┌──

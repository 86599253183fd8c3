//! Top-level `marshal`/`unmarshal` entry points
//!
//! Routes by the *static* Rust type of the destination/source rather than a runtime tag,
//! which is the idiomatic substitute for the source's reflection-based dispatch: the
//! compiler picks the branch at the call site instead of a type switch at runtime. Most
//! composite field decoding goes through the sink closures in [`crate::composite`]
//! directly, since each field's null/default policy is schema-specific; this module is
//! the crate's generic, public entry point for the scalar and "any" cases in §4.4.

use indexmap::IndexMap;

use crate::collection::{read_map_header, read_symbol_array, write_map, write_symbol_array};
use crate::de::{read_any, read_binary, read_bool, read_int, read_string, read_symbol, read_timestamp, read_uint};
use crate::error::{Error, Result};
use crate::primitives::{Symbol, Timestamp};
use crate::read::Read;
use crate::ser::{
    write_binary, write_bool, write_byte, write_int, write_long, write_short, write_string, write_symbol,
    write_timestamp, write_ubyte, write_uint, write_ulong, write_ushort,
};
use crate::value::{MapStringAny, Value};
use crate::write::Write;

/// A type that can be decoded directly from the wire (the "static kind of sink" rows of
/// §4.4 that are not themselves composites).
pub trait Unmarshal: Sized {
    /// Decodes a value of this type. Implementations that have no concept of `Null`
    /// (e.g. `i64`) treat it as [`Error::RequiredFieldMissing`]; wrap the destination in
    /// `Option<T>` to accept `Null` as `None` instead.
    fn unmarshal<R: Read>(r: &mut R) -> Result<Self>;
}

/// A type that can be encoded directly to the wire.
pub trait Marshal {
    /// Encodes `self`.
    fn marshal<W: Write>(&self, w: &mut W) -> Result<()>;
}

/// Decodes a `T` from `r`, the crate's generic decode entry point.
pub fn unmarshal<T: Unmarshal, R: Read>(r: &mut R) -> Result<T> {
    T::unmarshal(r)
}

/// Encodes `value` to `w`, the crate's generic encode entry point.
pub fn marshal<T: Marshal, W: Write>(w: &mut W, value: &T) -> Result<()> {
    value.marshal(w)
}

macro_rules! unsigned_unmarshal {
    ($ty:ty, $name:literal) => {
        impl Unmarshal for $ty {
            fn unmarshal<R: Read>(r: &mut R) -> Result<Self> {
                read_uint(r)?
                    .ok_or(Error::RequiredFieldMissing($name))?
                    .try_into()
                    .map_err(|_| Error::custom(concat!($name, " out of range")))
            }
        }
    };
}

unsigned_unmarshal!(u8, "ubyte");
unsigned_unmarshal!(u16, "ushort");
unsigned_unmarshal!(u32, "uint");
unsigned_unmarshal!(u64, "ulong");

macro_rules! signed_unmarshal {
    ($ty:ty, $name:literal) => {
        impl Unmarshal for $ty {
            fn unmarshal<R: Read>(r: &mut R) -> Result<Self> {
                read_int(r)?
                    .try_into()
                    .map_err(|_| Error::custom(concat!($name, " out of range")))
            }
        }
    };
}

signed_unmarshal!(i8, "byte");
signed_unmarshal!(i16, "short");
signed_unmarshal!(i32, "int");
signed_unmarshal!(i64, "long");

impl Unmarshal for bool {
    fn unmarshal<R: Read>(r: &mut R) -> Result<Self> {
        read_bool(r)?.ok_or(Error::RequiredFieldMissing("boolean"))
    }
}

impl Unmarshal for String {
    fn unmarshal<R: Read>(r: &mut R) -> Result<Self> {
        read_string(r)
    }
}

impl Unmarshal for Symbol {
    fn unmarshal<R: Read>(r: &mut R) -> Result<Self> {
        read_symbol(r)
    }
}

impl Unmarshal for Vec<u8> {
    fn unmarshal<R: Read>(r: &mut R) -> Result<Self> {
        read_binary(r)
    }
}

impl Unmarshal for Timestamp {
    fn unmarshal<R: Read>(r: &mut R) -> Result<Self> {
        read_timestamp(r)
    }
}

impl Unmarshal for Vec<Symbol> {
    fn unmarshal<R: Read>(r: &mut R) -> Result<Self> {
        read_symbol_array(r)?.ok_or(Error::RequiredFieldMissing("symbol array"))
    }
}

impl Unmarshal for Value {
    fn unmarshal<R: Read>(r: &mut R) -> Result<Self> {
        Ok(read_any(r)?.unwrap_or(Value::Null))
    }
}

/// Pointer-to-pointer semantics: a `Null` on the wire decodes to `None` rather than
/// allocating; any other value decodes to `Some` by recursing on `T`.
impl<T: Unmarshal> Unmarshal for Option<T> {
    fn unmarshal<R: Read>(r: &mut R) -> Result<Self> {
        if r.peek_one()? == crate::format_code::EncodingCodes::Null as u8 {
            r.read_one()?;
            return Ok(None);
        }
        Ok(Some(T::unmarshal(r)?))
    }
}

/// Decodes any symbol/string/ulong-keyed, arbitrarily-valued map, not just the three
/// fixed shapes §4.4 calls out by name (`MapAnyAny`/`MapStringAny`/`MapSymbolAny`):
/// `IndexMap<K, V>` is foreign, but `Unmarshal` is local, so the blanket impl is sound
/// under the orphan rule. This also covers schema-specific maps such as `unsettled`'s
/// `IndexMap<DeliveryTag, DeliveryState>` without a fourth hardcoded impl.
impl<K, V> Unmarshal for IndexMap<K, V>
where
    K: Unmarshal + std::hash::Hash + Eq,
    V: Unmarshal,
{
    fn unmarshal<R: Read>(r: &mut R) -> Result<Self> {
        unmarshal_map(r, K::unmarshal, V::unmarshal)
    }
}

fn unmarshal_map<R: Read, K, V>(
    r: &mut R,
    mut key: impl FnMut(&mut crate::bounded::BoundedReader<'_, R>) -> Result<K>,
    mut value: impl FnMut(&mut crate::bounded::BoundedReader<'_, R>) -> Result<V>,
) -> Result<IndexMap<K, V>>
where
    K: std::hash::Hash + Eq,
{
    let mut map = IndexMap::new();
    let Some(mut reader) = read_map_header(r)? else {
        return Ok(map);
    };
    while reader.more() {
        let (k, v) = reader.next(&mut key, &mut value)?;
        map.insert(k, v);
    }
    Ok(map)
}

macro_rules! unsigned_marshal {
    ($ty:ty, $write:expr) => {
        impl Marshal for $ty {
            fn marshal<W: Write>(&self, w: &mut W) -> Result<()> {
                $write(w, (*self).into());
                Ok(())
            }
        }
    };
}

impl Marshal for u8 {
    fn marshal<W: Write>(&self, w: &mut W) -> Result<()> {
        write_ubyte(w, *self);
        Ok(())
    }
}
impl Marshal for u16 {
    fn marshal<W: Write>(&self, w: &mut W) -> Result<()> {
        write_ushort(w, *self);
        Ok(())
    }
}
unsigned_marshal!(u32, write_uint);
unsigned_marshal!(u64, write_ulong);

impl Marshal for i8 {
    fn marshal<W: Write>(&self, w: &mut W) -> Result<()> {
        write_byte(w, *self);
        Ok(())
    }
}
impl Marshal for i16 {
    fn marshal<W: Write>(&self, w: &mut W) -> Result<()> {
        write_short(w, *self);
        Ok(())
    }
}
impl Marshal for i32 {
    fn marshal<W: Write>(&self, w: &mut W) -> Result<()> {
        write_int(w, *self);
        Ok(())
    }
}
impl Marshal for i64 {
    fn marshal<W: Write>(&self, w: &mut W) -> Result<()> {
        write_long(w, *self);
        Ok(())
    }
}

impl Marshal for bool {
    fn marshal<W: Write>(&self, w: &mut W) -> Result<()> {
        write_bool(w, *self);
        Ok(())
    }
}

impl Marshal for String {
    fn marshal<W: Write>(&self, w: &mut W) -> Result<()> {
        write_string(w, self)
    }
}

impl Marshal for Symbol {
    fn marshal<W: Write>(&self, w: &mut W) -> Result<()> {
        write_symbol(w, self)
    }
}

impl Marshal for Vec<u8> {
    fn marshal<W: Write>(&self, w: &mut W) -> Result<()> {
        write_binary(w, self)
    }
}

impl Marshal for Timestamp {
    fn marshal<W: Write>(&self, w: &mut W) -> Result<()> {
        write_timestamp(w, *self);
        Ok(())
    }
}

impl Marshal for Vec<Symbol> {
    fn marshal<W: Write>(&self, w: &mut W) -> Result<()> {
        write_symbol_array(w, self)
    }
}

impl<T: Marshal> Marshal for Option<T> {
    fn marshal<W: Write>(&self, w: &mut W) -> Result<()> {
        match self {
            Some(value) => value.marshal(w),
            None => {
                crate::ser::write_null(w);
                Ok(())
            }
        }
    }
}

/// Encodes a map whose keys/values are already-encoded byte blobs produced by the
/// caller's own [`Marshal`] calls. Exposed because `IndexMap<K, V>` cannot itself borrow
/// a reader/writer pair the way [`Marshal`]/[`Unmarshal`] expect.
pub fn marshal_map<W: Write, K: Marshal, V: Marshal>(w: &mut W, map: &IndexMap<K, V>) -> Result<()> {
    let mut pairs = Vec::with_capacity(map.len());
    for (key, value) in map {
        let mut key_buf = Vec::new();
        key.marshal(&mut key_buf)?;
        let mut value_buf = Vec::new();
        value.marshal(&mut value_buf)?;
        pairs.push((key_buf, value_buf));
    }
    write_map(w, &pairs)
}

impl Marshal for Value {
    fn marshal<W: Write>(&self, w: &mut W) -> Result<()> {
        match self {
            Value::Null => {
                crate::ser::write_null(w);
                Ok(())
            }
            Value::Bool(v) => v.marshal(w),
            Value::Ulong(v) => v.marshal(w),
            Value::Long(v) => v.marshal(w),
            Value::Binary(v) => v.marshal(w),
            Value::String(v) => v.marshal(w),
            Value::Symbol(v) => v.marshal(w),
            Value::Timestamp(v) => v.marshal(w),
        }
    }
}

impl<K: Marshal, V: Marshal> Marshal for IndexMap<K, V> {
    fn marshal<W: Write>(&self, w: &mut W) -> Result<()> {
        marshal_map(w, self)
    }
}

└──
┌──

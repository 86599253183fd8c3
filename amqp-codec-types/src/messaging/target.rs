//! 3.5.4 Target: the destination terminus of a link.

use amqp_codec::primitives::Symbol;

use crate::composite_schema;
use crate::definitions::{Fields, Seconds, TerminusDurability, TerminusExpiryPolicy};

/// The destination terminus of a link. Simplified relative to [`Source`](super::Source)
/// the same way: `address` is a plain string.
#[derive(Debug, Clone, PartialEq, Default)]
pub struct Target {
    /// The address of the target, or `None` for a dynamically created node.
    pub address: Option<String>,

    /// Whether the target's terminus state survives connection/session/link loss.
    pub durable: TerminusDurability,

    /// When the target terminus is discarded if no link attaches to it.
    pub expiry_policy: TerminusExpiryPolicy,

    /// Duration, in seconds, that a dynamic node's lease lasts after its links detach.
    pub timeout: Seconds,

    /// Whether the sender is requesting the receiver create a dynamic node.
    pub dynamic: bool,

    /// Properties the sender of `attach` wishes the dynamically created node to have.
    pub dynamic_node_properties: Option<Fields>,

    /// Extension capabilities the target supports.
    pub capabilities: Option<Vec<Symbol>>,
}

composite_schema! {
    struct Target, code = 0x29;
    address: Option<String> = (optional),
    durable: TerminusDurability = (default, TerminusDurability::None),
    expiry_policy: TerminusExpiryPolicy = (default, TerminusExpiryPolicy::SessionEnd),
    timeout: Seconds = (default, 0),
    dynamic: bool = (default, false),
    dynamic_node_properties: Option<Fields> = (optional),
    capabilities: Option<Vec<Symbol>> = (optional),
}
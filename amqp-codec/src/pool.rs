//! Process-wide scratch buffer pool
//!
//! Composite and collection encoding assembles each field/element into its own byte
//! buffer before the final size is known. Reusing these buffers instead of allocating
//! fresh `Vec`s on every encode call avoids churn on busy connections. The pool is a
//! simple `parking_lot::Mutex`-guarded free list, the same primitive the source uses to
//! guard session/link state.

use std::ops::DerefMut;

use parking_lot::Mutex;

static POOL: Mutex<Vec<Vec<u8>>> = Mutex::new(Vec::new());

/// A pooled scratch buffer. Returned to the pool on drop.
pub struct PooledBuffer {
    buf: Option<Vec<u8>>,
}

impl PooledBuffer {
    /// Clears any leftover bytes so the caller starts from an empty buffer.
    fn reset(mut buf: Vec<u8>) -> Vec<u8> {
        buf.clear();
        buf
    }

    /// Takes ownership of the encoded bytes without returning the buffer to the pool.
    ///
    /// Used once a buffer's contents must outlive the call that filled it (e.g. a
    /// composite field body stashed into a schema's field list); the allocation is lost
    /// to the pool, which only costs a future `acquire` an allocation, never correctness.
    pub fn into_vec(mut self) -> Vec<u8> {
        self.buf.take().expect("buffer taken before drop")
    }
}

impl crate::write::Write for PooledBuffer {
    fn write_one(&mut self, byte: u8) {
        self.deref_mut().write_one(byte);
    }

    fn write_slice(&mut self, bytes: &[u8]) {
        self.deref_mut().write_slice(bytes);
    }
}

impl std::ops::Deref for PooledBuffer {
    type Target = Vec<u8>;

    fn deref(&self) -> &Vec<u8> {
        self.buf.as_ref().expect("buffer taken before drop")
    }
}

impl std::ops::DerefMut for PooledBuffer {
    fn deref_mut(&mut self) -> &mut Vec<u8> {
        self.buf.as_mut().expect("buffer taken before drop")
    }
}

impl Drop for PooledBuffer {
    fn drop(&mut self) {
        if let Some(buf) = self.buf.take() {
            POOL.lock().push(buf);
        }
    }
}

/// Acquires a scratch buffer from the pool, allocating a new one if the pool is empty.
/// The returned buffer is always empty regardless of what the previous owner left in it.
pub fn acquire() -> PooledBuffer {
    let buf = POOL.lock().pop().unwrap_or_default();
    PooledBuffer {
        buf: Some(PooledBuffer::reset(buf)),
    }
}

└──

Exercise directions:
Go through the records above and return every line that holds the string "collection".

Answer to this task:
use crate::collection::{read_map_header, read_symbol_array, write_map, write_symbol_array};
//! Composite and collection encoding assembles each field/element into its own byte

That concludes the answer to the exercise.